The complete set of records should be given again verbatim.

Collected data entries
»»

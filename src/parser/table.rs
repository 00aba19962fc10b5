//! Result table scraping from `make certify-all` output.

use crate::error::ErrorContext;
use crate::schema::{ResultKey, Scores};
use crate::{Error, Result};

use regex::Regex;
use std::collections::BTreeMap;
use std::sync::OnceLock;

/// Lines that are table chrome rather than data rows.
fn banner() -> &'static Regex {
    static BANNER: OnceLock<Regex> = OnceLock::new();
    BANNER.get_or_init(|| {
        Regex::new(r"(?i)^(\s|starting|workload|-|mark)").expect("banner pattern is valid")
    })
}

/// Scores of every known row in the captured output.
///
/// Rows with labels outside the workload catalog are ignored. A known label
/// followed by fewer than three numbers is malformed output.
pub fn parse_results_table(output: &str) -> Result<BTreeMap<ResultKey, Scores>> {
    let mut rows = BTreeMap::new();

    for (index, line) in output.lines().enumerate() {
        if line.is_empty() || banner().is_match(line) {
            continue;
        }
        let mut tokens = line.split_whitespace();
        let Some(key) = tokens.next().and_then(ResultKey::from_label) else {
            continue;
        };

        let scores = parse_scores(key, tokens).with_line(index + 1)?;
        rows.insert(key, scores);
    }

    Ok(rows)
}

fn parse_scores<'a>(key: ResultKey, mut tokens: impl Iterator<Item = &'a str>) -> Result<Scores> {
    let mut next = |column: &str| -> Result<f64> {
        let token = tokens
            .next()
            .ok_or_else(|| Error::parse(format!("result row {key} has no {column} column")))?;
        token
            .parse::<f64>()
            .map_err(|_| Error::parse(format!("result row {key} has malformed {column} '{token}'")))
    };

    Ok(Scores {
        multi_core: next("MultiCore")?,
        single_core: next("SingleCore")?,
        scaling: next("Scaling")?,
    })
}

#[cfg(test)]
mod tests {
    use super::*;
    use crate::parser::fixtures::CERTIFY_OUTPUT;
    use crate::schema::Workload;

    #[test]
    fn test_parses_all_ten_rows() {
        let rows = parse_results_table(CERTIFY_OUTPUT).unwrap();
        assert_eq!(rows.len(), 10);
        for key in ResultKey::all() {
            assert!(rows.contains_key(&key), "missing {key}");
        }
        assert_eq!(
            rows[&ResultKey::Workload(Workload::Core)],
            Scores {
                multi_core: 1.1,
                single_core: 2.2,
                scaling: 3.3
            }
        );
        assert_eq!(rows[&ResultKey::Aggregate].multi_core, 4512.34);
    }

    #[test]
    fn test_banner_lines_are_case_insensitive() {
        let output = "MARK core 1 2 3\nmarker-row 1 2\n-- core 1 2 3\n   core 1 2 3\nSTARTING core\n";
        assert!(parse_results_table(output).unwrap().is_empty());
    }

    #[test]
    fn test_unknown_labels_ignored() {
        let output = "Total run time 12.5s\ncore 1.1 2.2 3.3\nextra-workload 1 2 3\n";
        let rows = parse_results_table(output).unwrap();
        assert_eq!(rows.len(), 1);
    }

    #[test]
    fn test_short_row_is_fatal() {
        let output = "core 1.1 2.2 3.3\nsha-test 1.0 2.0\n";
        match parse_results_table(output).unwrap_err() {
            Error::Parse { line, message } => {
                assert_eq!(line, Some(2));
                assert!(message.contains("sha-test"));
                assert!(message.contains("Scaling"));
            }
            other => panic!("unexpected error: {other}"),
        }
    }

    #[test]
    fn test_non_numeric_score_is_fatal() {
        let err = parse_results_table("core n/a 2.2 3.3\n").unwrap_err();
        assert!(err.to_string().contains("MultiCore"));
    }
}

««

» **Answer section**:
filename src/parser/table.rs
repository 00aba19962fc10b5
//! Result table scraping from `make certify-all` output.

use crate::error::ErrorContext;
use crate::schema::{ResultKey, Scores};
use crate::{Error, Result};

use regex::Regex;
use std::collections::BTreeMap;
use std::sync::OnceLock;

/// Lines that are table chrome rather than data rows.
fn banner() -> &'static Regex {
    static BANNER: OnceLock<Regex> = OnceLock::new();
    BANNER.get_or_init(|| {
        Regex::new(r"(?i)^(\s|starting|workload|-|mark)").expect("banner pattern is valid")
    })
}

/// Scores of every known row in the captured output.
///
/// Rows with labels outside the workload catalog are ignored. A known label
/// followed by fewer than three numbers is malformed output.
pub fn parse_results_table(output: &str) -> Result<BTreeMap<ResultKey, Scores>> {
    let mut rows = BTreeMap::new();

    for (index, line) in output.lines().enumerate() {
        if line.is_empty() || banner().is_match(line) {
            continue;
        }
        let mut tokens = line.split_whitespace();
        let Some(key) = tokens.next().and_then(ResultKey::from_label) else {
            continue;
        };

        let scores = parse_scores(key, tokens).with_line(index + 1)?;
        rows.insert(key, scores);
    }

    Ok(rows)
}

fn parse_scores<'a>(key: ResultKey, mut tokens: impl Iterator<Item = &'a str>) -> Result<Scores> {
    let mut next = |column: &str| -> Result<f64> {
        let token = tokens
            .next()
            .ok_or_else(|| Error::parse(format!("result row {key} has no {column} column")))?;
        token
            .parse::<f64>()
            .map_err(|_| Error::parse(format!("result row {key} has malformed {column} '{token}'")))
    };

    Ok(Scores {
        multi_core: next("MultiCore")?,
        single_core: next("SingleCore")?,
        scaling: next("Scaling")?,
    })
}

#[cfg(test)]
mod tests {
    use super::*;
    use crate::parser::fixtures::CERTIFY_OUTPUT;
    use crate::schema::Workload;

    #[test]
    fn test_parses_all_ten_rows() {
        let rows = parse_results_table(CERTIFY_OUTPUT).unwrap();
        assert_eq!(rows.len(), 10);
        for key in ResultKey::all() {
            assert!(rows.contains_key(&key), "missing {key}");
        }
        assert_eq!(
            rows[&ResultKey::Workload(Workload::Core)],
            Scores {
                multi_core: 1.1,
                single_core: 2.2,
                scaling: 3.3
            }
        );
        assert_eq!(rows[&ResultKey::Aggregate].multi_core, 4512.34);
    }

    #[test]
    fn test_banner_lines_are_case_insensitive() {
        let output = "MARK core 1 2 3\nmarker-row 1 2\n-- core 1 2 3\n   core 1 2 3\nSTARTING core\n";
        assert!(parse_results_table(output).unwrap().is_empty());
    }

    #[test]
    fn test_unknown_labels_ignored() {
        let output = "Total run time 12.5s\ncore 1.1 2.2 3.3\nextra-workload 1 2 3\n";
        let rows = parse_results_table(output).unwrap();
        assert_eq!(rows.len(), 1);
    }

    #[test]
    fn test_short_row_is_fatal() {
        let output = "core 1.1 2.2 3.3\nsha-test 1.0 2.0\n";
        match parse_results_table(output).unwrap_err() {
            Error::Parse { line, message } => {
                assert_eq!(line, Some(2));
                assert!(message.contains("sha-test"));
                assert!(message.contains("Scaling"));
            }
            other => panic!("unexpected error: {other}"),
        }
    }

    #[test]
    fn test_non_numeric_score_is_fatal() {
        let err = parse_results_table("core n/a 2.2 3.3\n").unwrap_err();
        assert!(err.to_string().contains("MultiCore"));
    }
}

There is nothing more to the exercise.